When assessing a child with orthodontic appliances such as braces, assess carefully for pinpoint ulcers on the gum line. The cause could be wires that are too tight, causing discomfort or infection. The child should be assessed for dental caries, redness in the mouth and any loose hardware but these are not the priority assessment.

The nurse is taking a respiratory history of a newly admitted child. While documenting the symptoms the child has, what other item is important to document when taking a history on an altered respiratory status? a. The child's weight b. The child's diet c. The child's hospital history d. The triggers in the environment

When assessing a respiratory history, it is very important for the nurse to find out what in the environment worsens the child's symptoms. These are called "triggers." The other choices would be part of a general health history.

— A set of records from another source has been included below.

//! Appliances, registry, and dispatch for Hearth.
//!
//! This crate provides:
//! - [`Appliance`] - One variant per connected device kind, each with its
//!   own capability set and explicit unsupported results
//! - [`DeviceRegistry`] - Ordered registry with case-insensitive lookup and
//!   cheap snapshots for the grammar
//! - [`dispatch`] - Resolves a parsed instruction to a device invocation

#![warn(missing_docs)]
#![warn(clippy::all)]
#![warn(clippy::pedantic)]

pub mod appliance;
pub mod dispatch;
pub mod registry;

pub use appliance::{ActionOutcome, Appliance, Capabilities};
pub use dispatch::{DispatchReport, dispatch};
pub use registry::DeviceRegistry;
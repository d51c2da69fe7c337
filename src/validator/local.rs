/// Strict rules: ASCII atext plus '.', never leading, trailing or doubled.
pub(crate) fn is_local_strict(s: &str) -> bool {
    if s.is_empty() || s.starts_with('.') || s.ends_with('.') || s.contains("..") {
        return false;
    }
    s.chars().all(|c| {
        c.is_ascii_alphanumeric()
            || matches!(
                c,
                '!' | '#'
                    | '$'
                    | '%'
                    | '&'
                    | '\''
                    | '*'
                    | '+'
                    | '-'
                    | '/'
                    | '='
                    | '?'
                    | '^'
                    | '_'
                    | '`'
                    | '{'
                    | '|'
                    | '}'
                    | '~'
                    | '.'
            )
    })
}

/// Relaxed rules: a simple quoted-string is accepted as is,
/// anything else falls back to [`is_local_strict`].
pub(crate) fn is_local_relaxed(s: &str) -> bool {
    is_quoted(s) || is_local_strict(s)
}

/// A quoted-string whose content is only qtext (printable ASCII other
/// than `"` and `\`, plus space) or quoted-pairs (`\` + printable).
/// Control characters are never allowed, escaped or not.
pub(crate) fn is_quoted(s: &str) -> bool {
    let Some(inner) = s
        .strip_prefix('"')
        .and_then(|rest| rest.strip_suffix('"'))
    else {
        return false;
    };
    let mut bytes = inner.bytes();
    while let Some(b) = bytes.next() {
        match b {
            b'\\' => match bytes.next() {
                Some(escaped) if is_printable(escaped) => {}
                _ => return false,
            },
            b'"' => return false,
            b if is_printable(b) => {}
            _ => return false,
        }
    }
    true
}

fn is_printable(b: u8) -> bool {
    matches!(b, b' '..=b'~')
}
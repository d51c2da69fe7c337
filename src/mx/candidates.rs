use std::slice;

use super::MxRecord;
use super::types::by_preference;

/// Hosts to try, in order: MX exchanges by ascending preference, then the
/// bare domain as a last resort (implicit MX).
///
/// Never empty: every constructor ends with the fallback.
#[cfg_attr(feature = "with-serde", derive(serde::Serialize, serde::Deserialize))]
#[derive(Debug, Clone, PartialEq, Eq)]
pub struct MxCandidateList {
    hosts: Vec<String>,
}

impl MxCandidateList {
    pub fn fallback_only(domain: &str) -> Self {
        Self::from_records(domain, &[])
    }

    /// Orders `records` by preference (ties keep their lookup order), drops
    /// repeated exchanges and appends `domain` unless it is already listed.
    pub fn from_records(domain: &str, records: &[MxRecord]) -> Self {
        let mut hosts: Vec<String> = by_preference(records.iter().cloned())
            .into_iter()
            .map(|record| record.exchange)
            .collect();

        let fallback = domain.trim().trim_end_matches('.');
        if !hosts.iter().any(|known| known.eq_ignore_ascii_case(fallback)) {
            hosts.push(fallback.to_string());
        }
        Self { hosts }
    }

    pub fn len(&self) -> usize {
        self.hosts.len()
    }

    pub fn is_empty(&self) -> bool {
        self.hosts.is_empty()
    }

    pub fn iter(&self) -> slice::Iter<'_, String> {
        self.hosts.iter()
    }

    pub fn as_slice(&self) -> &[String] {
        &self.hosts
    }

    /// The bare-domain entry, always last.
    pub fn fallback(&self) -> &str {
        self.hosts.last().map(String::as_str).unwrap_or_default()
    }
}

impl<'a> IntoIterator for &'a MxCandidateList {
    type Item = &'a String;
    type IntoIter = slice::Iter<'a, String>;

    fn into_iter(self) -> Self::IntoIter {
        self.iter()
    }
}

/// Source of candidate hosts for a domain.
///
/// Implementations swallow lookup failures: the result always holds at
/// least the fallback entry.
pub trait MxResolver {
    fn resolve(&self, domain: &str) -> MxCandidateList;
}

impl<T: MxResolver + ?Sized> MxResolver for &T {
    fn resolve(&self, domain: &str) -> MxCandidateList {
        (**self).resolve(domain)
    }
}

/// Resolver that never queries DNS and only yields the bare domain.
#[derive(Debug, Clone, Copy, Default)]
pub struct FallbackOnly;

impl MxResolver for FallbackOnly {
    fn resolve(&self, domain: &str) -> MxCandidateList {
        MxCandidateList::fallback_only(domain)
    }
}
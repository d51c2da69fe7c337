use std::fmt;
use std::str::FromStr;

use super::EmailError;

/// An address split once, on its first `@`.
///
/// Everything after the first `@` is kept as the domain, even if it holds
/// further `@` characters: the split is positional, validation is the job
/// of [`validate_email`](super::validate_email).
#[cfg_attr(feature = "with-serde", derive(serde::Serialize, serde::Deserialize))]
#[derive(Debug, Clone, PartialEq, Eq, Hash)]
pub struct EmailAddress {
    local_part: String,
    domain: String,
}

impl EmailAddress {
    pub fn parse(input: &str) -> Result<Self, EmailError> {
        let trimmed = input.trim();
        let (local, domain) = trimmed
            .split_once('@')
            .ok_or_else(|| EmailError::MissingAt(trimmed.to_string()))?;
        if local.is_empty() {
            return Err(EmailError::EmptyLocalPart);
        }
        if domain.is_empty() {
            return Err(EmailError::EmptyDomain);
        }
        Ok(Self {
            local_part: local.to_string(),
            domain: domain.to_string(),
        })
    }

    pub fn local_part(&self) -> &str {
        &self.local_part
    }

    pub fn domain(&self) -> &str {
        &self.domain
    }
}

impl FromStr for EmailAddress {
    type Err = EmailError;

    fn from_str(s: &str) -> Result<Self, Self::Err> {
        Self::parse(s)
    }
}

impl fmt::Display for EmailAddress {
    fn fmt(&self, f: &mut fmt::Formatter<'_>) -> fmt::Result {
        write!(f, "{}@{}", self.local_part, self.domain)
    }
}

#[cfg(test)]
mod tests {
    use super::*;
    use proptest::prelude::*;

    #[test]
    fn splits_on_first_at() {
        let addr = EmailAddress::parse("\"a@b\"@example.com").unwrap();
        assert_eq!(addr.local_part(), "\"a");
        assert_eq!(addr.domain(), "b\"@example.com");
    }

    #[test]
    fn trims_surrounding_whitespace() {
        let addr: EmailAddress = "  alice@example.com \n".parse().unwrap();
        assert_eq!(addr.to_string(), "alice@example.com");
    }

    #[test]
    fn rejects_missing_parts() {
        assert!(matches!(
            EmailAddress::parse("alice"),
            Err(EmailError::MissingAt(_))
        ));
        assert_eq!(
            EmailAddress::parse("@example.com"),
            Err(EmailError::EmptyLocalPart)
        );
        assert_eq!(EmailAddress::parse("alice@"), Err(EmailError::EmptyDomain));
    }

    proptest! {
        #[test]
        fn first_at_is_the_split_point(
            local in "[a-z0-9.+_-]{1,20}",
            domain in "[a-z0-9.@-]{1,30}",
        ) {
            let addr = EmailAddress::parse(&format!("{local}@{domain}")).unwrap();
            prop_assert_eq!(addr.local_part(), local.as_str());
            prop_assert_eq!(addr.domain(), domain.as_str());
        }
    }
}
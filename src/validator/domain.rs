/// Checks the domain after IDNA conversion and pushes every
/// invalidating reason into `reasons`.
pub(crate) fn check_domain(domain: &str, reasons: &mut Vec<String>) {
    let domain_ascii = match idna::domain_to_ascii(domain) {
        Ok(d) => d,
        Err(_) => {
            reasons.push("domain punycode conversion failed".to_string());
            return;
        }
    };

    if domain_ascii.is_empty() {
        reasons.push("domain empty after IDNA conversion".to_string());
        return;
    }

    if !domain_ascii.contains('.') {
        reasons.push("domain must contain at least one dot".to_string());
    }

    for label in domain_ascii.split('.') {
        if label.is_empty() {
            reasons.push("empty domain label".to_string());
            continue;
        }
        if label.len() > 63 {
            reasons.push(format!(
                "domain label '{}' length {} > 63",
                label,
                label.len()
            ));
        }
        if label.starts_with('-') || label.ends_with('-') {
            reasons.push(format!(
                "domain label '{}' cannot start/end with '-'",
                label
            ));
        }
        if !label.chars().all(|c| c.is_ascii_alphanumeric() || c == '-') {
            reasons.push(format!("domain label '{}' has invalid chars", label));
        }
    }
}
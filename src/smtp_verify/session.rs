use std::io::{BufReader, Read, Write};
use std::time::Duration;

use crate::smtp_verify::connector::Connector;
use crate::smtp_verify::error::ProbeError;
use crate::smtp_verify::reply::read_reply;
use crate::smtp_verify::types::{SmtpEvent, SmtpReply, Stage};

/// One connection to one candidate host.
///
/// The stream is owned by the session and released when the session is
/// dropped or [`close`](Self::close)d, whichever comes first.
pub struct SmtpSession<S: Read + Write> {
    host: String,
    reader: BufReader<S>,
    events: Vec<SmtpEvent>,
}

impl<S: Read + Write> SmtpSession<S> {
    pub fn open<C>(
        connector: &C,
        host: &str,
        port: u16,
        connect_timeout: Option<Duration>,
        read_timeout: Option<Duration>,
    ) -> Result<Self, ProbeError>
    where
        C: Connector<Stream = S> + ?Sized,
    {
        let stream = connector
            .connect(host, port, connect_timeout, read_timeout)
            .map_err(|err| ProbeError::connect(host, err))?;
        Ok(Self::from_stream(host, stream))
    }

    pub(crate) fn from_stream(host: &str, stream: S) -> Self {
        Self {
            host: host.to_string(),
            reader: BufReader::new(stream),
            events: Vec::new(),
        }
    }

    pub fn host(&self) -> &str {
        &self.host
    }

    /// Reads the unsolicited greeting; nothing is sent.
    pub fn greet(&mut self) -> SmtpReply {
        let reply = read_reply(&mut self.reader);
        self.record_reply(Stage::Greeting, &reply);
        reply
    }

    /// Writes `command` followed by CRLF and reads the reply.
    ///
    /// A failed write is recorded and reported as an absent reply; nothing
    /// is read in that case. Commands holding CR or LF are never written.
    pub fn send(&mut self, stage: Stage, command: &str) -> SmtpReply {
        #[cfg(feature = "with-tracing")]
        tracing::debug!(host = %self.host, command, "sending SMTP command");
        self.events.push(SmtpEvent::Sent {
            stage,
            command: command.to_string(),
        });
        if let Err(err) = self.write_line(command) {
            #[cfg(feature = "with-tracing")]
            tracing::debug!(host = %self.host, %stage, error = %err, "write failed");
            self.events.push(SmtpEvent::Error {
                stage,
                message: err.to_string(),
            });
            return SmtpReply::absent();
        }
        let reply = read_reply(&mut self.reader);
        self.record_reply(stage, &reply);
        reply
    }

    /// Releases the connection and hands back the transcript.
    pub fn close(self) -> Vec<SmtpEvent> {
        let Self { reader, events, .. } = self;
        drop(reader);
        events
    }

    fn write_line(&mut self, command: &str) -> Result<(), ProbeError> {
        if command.contains(['\r', '\n']) {
            return Err(ProbeError::line_break(&self.host));
        }
        let mut line = command.as_bytes().to_vec();
        line.extend_from_slice(b"\r\n");
        let stream = self.reader.get_mut();
        stream
            .write_all(&line)
            .and_then(|()| stream.flush())
            .map_err(|err| ProbeError::io(&self.host, err))
    }

    fn record_reply(&mut self, stage: Stage, reply: &SmtpReply) {
        #[cfg(feature = "with-tracing")]
        tracing::debug!(
            host = %self.host,
            %stage,
            code = reply.code.map(|c| c.as_u16()),
            "received SMTP reply"
        );
        self.events.push(SmtpEvent::Received {
            stage,
            reply: reply.clone(),
        });
    }
}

A nurse taking a health history of a 2-year-old child asks the parent if the child is kept in a playpen or given room to run. What does this question help the nurse learn about the child? a. The child's favorite activity b. The child's well-being and development c. The child's cognitive level d. The child's IQ

When obtaining a health history, the nurse would assess the child's functional and developmental history. The nurse would assess what type of play the child prefers and where the child plays, types of toys, etc. to help determine functional ability. If a child plays only in the playpen the child is not exploring the world and is only playing with the toys placed in the playpen, not advancing creativity nor developmental skills. The child's IQ and developmental levels would require additional screening/testing that is not included in the health history.